Take the data below and filter it for lines containing the word "account"; show each line found.
□ □ □ □ □
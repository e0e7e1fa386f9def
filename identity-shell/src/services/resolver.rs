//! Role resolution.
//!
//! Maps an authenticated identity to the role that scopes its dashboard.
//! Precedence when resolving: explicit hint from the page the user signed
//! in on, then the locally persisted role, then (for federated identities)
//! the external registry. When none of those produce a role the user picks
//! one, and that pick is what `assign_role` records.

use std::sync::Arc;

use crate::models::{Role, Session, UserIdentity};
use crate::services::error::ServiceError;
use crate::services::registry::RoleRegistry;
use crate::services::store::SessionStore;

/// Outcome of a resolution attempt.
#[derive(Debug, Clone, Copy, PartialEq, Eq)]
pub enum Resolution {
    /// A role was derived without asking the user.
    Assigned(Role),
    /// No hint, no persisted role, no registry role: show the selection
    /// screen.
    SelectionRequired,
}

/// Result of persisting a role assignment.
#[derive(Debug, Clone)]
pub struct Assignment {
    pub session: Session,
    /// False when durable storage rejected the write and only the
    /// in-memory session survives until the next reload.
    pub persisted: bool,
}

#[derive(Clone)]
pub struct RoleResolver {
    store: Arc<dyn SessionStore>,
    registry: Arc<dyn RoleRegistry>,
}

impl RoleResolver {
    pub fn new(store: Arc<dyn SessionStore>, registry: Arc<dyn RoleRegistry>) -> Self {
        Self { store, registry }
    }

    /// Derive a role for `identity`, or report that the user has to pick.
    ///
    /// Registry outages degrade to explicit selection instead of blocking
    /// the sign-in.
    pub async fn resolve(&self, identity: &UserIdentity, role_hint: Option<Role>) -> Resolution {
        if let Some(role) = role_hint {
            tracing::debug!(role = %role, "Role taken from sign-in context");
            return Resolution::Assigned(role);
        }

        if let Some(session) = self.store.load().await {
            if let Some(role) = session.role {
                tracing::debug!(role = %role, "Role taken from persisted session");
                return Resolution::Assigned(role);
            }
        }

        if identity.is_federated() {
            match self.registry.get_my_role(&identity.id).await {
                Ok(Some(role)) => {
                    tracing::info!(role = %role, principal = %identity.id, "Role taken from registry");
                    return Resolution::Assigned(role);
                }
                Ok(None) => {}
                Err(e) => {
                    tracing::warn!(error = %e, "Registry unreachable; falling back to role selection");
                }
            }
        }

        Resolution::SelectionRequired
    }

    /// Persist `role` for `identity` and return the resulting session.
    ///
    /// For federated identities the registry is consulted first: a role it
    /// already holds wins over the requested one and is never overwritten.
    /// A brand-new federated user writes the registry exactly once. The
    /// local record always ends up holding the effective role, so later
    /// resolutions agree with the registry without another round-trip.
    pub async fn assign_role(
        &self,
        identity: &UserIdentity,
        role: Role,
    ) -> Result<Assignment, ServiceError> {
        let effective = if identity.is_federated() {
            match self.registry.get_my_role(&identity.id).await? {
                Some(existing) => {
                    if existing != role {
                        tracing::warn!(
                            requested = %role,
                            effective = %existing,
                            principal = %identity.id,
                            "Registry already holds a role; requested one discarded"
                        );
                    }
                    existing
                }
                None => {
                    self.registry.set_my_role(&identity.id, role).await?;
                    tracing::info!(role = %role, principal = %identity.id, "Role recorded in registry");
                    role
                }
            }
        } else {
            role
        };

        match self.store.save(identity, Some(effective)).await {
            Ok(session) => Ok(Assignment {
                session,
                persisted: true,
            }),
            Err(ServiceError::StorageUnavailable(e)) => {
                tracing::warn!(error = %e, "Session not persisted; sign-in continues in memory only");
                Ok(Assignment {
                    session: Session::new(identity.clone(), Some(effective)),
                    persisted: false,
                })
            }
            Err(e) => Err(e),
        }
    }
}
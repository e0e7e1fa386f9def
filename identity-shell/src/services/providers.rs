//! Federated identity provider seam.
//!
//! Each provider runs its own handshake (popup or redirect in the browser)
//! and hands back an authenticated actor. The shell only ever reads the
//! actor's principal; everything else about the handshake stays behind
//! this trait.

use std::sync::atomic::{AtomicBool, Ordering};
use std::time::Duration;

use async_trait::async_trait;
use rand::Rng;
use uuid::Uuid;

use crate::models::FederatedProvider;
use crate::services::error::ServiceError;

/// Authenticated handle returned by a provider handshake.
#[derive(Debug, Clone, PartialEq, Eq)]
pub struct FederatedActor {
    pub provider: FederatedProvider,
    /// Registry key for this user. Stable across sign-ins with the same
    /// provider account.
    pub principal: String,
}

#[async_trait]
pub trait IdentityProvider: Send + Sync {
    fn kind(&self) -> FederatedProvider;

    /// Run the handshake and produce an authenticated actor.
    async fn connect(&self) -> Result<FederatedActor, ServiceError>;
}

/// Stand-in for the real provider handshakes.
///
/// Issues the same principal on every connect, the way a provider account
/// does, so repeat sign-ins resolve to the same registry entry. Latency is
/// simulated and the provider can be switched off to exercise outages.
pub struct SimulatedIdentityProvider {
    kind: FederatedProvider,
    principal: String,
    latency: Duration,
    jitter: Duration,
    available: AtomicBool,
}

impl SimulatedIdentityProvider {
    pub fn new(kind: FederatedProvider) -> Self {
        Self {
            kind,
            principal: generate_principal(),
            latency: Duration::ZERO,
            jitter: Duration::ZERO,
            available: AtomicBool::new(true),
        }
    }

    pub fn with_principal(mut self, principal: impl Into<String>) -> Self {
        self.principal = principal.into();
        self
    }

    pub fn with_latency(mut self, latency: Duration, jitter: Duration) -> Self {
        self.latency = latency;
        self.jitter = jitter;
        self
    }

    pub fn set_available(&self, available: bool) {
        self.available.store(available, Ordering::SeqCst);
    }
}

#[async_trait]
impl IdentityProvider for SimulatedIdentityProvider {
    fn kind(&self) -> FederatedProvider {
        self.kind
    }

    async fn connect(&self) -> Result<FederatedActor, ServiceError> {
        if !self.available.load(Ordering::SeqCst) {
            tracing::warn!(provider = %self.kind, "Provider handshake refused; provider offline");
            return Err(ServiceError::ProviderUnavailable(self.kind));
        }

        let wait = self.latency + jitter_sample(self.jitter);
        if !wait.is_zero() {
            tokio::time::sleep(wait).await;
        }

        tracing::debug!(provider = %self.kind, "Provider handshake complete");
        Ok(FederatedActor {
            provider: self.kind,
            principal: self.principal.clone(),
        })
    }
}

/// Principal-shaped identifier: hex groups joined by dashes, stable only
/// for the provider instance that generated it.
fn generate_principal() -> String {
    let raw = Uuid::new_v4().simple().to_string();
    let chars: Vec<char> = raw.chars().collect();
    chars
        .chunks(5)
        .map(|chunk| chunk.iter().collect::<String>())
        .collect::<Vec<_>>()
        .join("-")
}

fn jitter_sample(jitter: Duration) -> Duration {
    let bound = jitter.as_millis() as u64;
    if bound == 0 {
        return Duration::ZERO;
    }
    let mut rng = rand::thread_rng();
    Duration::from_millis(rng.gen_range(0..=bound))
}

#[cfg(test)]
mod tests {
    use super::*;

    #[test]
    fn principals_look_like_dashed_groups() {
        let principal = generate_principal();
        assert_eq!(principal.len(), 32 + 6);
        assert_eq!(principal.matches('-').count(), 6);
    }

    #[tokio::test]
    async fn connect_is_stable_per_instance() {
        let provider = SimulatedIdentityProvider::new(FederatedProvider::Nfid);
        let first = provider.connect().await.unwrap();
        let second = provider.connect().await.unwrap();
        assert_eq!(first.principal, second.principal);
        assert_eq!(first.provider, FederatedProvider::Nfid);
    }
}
□ □ □ □ □
**Exercise response**:
    /// provider account.
/// Issues the same principal on every connect, the way a provider account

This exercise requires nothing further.